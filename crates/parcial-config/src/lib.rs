//! TOML configuration for parcial analysis-to-synthesis pipelines.
//!
//! A [`PipelineConfig`] collects the settings of every stage run by the
//! `parcial pipeline` command: channelization, sifting, distillation,
//! optional re-gridding, and rendering with jitter. Each stage's section
//! is optional in the file and falls back to the library defaults.
//!
//! Loading validates every setting against the preconditions of the stage
//! it configures, so a config that loads cleanly will not be rejected by
//! the stage constructors later.
//!
//! # Example
//!
//! ```rust
//! use parcial_config::{PipelineConfig, ResampleMode};
//!
//! let config = PipelineConfig::from_toml(
//!     r#"
//!     [channelize]
//!     ref_label = 1
//!     min_freq = 180.0
//!     max_freq = 260.0
//!
//!     [resample]
//!     mode = "dense"
//!     interval = 0.005
//!     "#,
//! )
//! .unwrap();
//!
//! assert_eq!(config.channelize.min_freq, 180.0);
//! assert_eq!(config.resample.mode, ResampleMode::Dense);
//! assert_eq!(config.synthesis.sample_rate, 44100);
//! ```

mod error;
mod pipeline;

pub use error::ConfigError;
pub use pipeline::{
    ChannelizeSection, DistillSection, JitterSection, MorphSection, PipelineConfig,
    ResampleMode, ResampleSection, SieveSection, SynthesisSection,
};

:::::

- ASSIGNED TASK -
Identify the lines of the entries containing the string "every". Copy each such line.

- WORKED SOLUTION -
//! A [`PipelineConfig`] collects the settings of every stage run by the
//! Loading validates every setting against the preconditions of the stage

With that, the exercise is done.